Les cryptomonnaies ont été vendues comme une liberté financière pendant de nombreuses années.
Sans banques.
Sans contrôle.
Sans impôts.
Cela sonnait beau.
Mais la réalité, comme toujours, s'est révélée un peu plus prosaïque.
Le parti au pouvoir en Turquie a soumis au parlement un projet de loi introduisant un impôt de 10 % sur les bénéfices des opérations avec des actifs cryptographiques.
Et oui, ce ne seront pas les traders qui paieront directement.
Cela sera fait par des plateformes cryptographiques qui retiendront automatiquement l'impôt sur les bénéfices des clients.
Une fois par trimestre.
En fait, le modèle est très familier.
Quelque chose de similaire fonctionne depuis longtemps sur les marchés financiers traditionnels.
Mais il y a un détail.
En plus de l'impôt sur le revenu, l'État veut aussi 0,03 % de chaque transaction effectuée par les services de cryptographie.
Pour chaque transaction.
Même si le trader n'a rien gagné.
Et c'est ici que cela devient le plus intéressant.
Il y a quelques années, les gouvernements parlaient des cryptomonnaies à peu près comme ça :
C'est une expérience risquée.
Cela pourrait menacer le système financier.
Cela doit être limité.
Aujourd'hui, le discours a changé.
Maintenant, la crypto est une source de recettes fiscales.
D'ailleurs, c'est très pratique.
Parce que les échanges de cryptomonnaies peuvent être contraints d'agir en tant qu'agents fiscaux.
Et, honnêtement, ce n'est que le début.
Lorsque les États sentent l'odeur de nouveaux impôts, ils s'arrêtent généralement très à contrecœur.
Et ici se pose une question intéressante.
Que pensez-vous qu'il se passera en premier :
Les États apprendront à imposer efficacement la crypto
ou l'industrie de la cryptographie trouvera de nouvelles façons de contourner ces règles ?
Il sera intéressant de voir.
Parce que l'histoire des finances montre une chose simple.

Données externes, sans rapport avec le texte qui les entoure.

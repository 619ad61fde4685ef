//! Filtered query engine
//!
//! Typed point access and predicate scans over one bucket. The engine has
//! no secondary index: [`Tx::load_values_by_filter`] decodes every record
//! in the bucket and costs O(bucket size). That is fine at control-plane
//! configuration volumes (thousands of rows) and is the scaling ceiling of
//! this store; a real index on the projected fields would be a drop-in
//! optimization.
//!
//! Results are keyed by storage key in the engine's native key order. The
//! order carries no meaning; callers sort and paginate after collecting
//! the full match set.
//!
//! Every operation exists on an open [`Tx`], for work that must be atomic,
//! and on [`TxHandler`], where each call is its own transaction.

use std::collections::BTreeMap;

use govstore_core::{FieldValue, Projection, Record};

use crate::codec::{decode, encode};
use crate::error::Result;
use crate::handler::{Tx, TxHandler};

impl<'a> Tx<'a> {
    /// Fetch the records stored under `keys`. Absent keys are omitted.
    pub fn load_values<T, S>(&self, keys: &[S]) -> Result<BTreeMap<String, T>>
    where
        T: Record,
        S: AsRef<str>,
    {
        let mut values = BTreeMap::new();
        for key in keys {
            let key = key.as_ref();
            if let Some(bytes) = self.get_raw(T::BUCKET, key)? {
                values.insert(key.to_string(), decode::<T>(key, &bytes)?);
            }
        }
        Ok(values)
    }

    /// Fetch the record stored under `key`, if any.
    pub fn load_value<T: Record>(&self, key: &str) -> Result<Option<T>> {
        match self.get_raw(T::BUCKET, key)? {
            Some(bytes) => Ok(Some(decode::<T>(key, &bytes)?)),
            None => Ok(None),
        }
    }

    /// Scan the whole bucket, returning every record whose projection onto
    /// `fields` satisfies `predicate`.
    ///
    /// The projection also carries the storage key; the returned records
    /// are fully decoded, not just the projected fields.
    pub fn load_values_by_filter<T, S, P>(
        &self,
        fields: &[S],
        mut predicate: P,
    ) -> Result<BTreeMap<String, T>>
    where
        T: Record,
        S: AsRef<str>,
        P: FnMut(&Projection) -> bool,
    {
        T::check_fields(fields)?;

        let mut values = BTreeMap::new();
        self.scan_raw(T::BUCKET, |key, bytes| {
            let record = decode::<T>(&key, &bytes)?;
            if predicate(&record.project(&key, fields)) {
                values.insert(key, record);
            }
            Ok(())
        })?;
        Ok(values)
    }

    /// Every record of the bucket.
    pub fn load_all<T: Record>(&self) -> Result<BTreeMap<String, T>> {
        self.load_values_by_filter::<T, &str, _>(&[], |_| true)
    }

    /// Store a record under its own storage key, replacing what was there.
    pub fn save_value<T: Record>(&self, record: &T) -> Result<()> {
        let bytes = encode(record)?;
        self.put_raw(T::BUCKET, &record.storage_key(), &bytes)
    }

    /// Patch the record under `key` field by field.
    ///
    /// Returns `false` without writing anything when no record exists.
    pub fn update_value<T: Record>(&self, key: &str, patch: &[(&str, FieldValue)]) -> Result<bool> {
        let Some(mut record) = self.load_value::<T>(key)? else {
            return Ok(false);
        };
        for (field, value) in patch {
            record.apply(field, value.clone())?;
        }
        let bytes = encode(&record)?;
        self.put_raw(T::BUCKET, key, &bytes)?;
        Ok(true)
    }

    /// Physically remove records. Returns how many existed.
    pub fn delete_values<T, S>(&self, keys: &[S]) -> Result<usize>
    where
        T: Record,
        S: AsRef<str>,
    {
        let mut removed = 0;
        for key in keys {
            if self.delete_raw(T::BUCKET, key.as_ref())? {
                removed += 1;
            }
        }
        Ok(removed)
    }
}

impl TxHandler {
    pub fn load_values<T, S>(&self, keys: &[S]) -> Result<BTreeMap<String, T>>
    where
        T: Record,
        S: AsRef<str>,
    {
        self.execute(false, |tx| tx.load_values(keys))
    }

    pub fn load_value<T: Record>(&self, key: &str) -> Result<Option<T>> {
        self.execute(false, |tx| tx.load_value(key))
    }

    pub fn load_values_by_filter<T, S, P>(
        &self,
        fields: &[S],
        predicate: P,
    ) -> Result<BTreeMap<String, T>>
    where
        T: Record,
        S: AsRef<str>,
        P: FnMut(&Projection) -> bool,
    {
        self.execute(false, |tx| tx.load_values_by_filter(fields, predicate))
    }

    pub fn load_all<T: Record>(&self) -> Result<BTreeMap<String, T>> {
        self.execute(false, |tx| tx.load_all())
    }

    pub fn save_value<T: Record>(&self, record: &T) -> Result<()> {
        self.execute(true, |tx| tx.save_value(record))
    }

    pub fn update_value<T: Record>(&self, key: &str, patch: &[(&str, FieldValue)]) -> Result<bool> {
        self.execute(true, |tx| tx.update_value::<T>(key, patch))
    }

    pub fn delete_values<T, S>(&self, keys: &[S]) -> Result<usize>
    where
        T: Record,
        S: AsRef<str>,
    {
        self.execute(true, |tx| tx.delete_values::<T, S>(keys))
    }
}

L'argent cherche toujours la liberté.
Et les États - de nouveaux impôts.
Et ces deux forces continueront à se rapprocher l'une de l'autre pendant encore très longtemps.
Et savez-vous ce qui semble le plus ironique dans cette histoire ?
L'industrie de la cryptographie a été créée comme une alternative aux banques.
Sans autorisations.
Sans intermédiaires.
Sans État.
Et maintenant, regardez attentivement.
KYC.
Régulation.
Impôts.
Surveillance financière.
Parfois, on a l'impression que la crypto (surtout c-16 et c-18) se transforme lentement en une nouvelle version du système bancaire.
Juste avec une interface plus belle et des transactions plus rapides.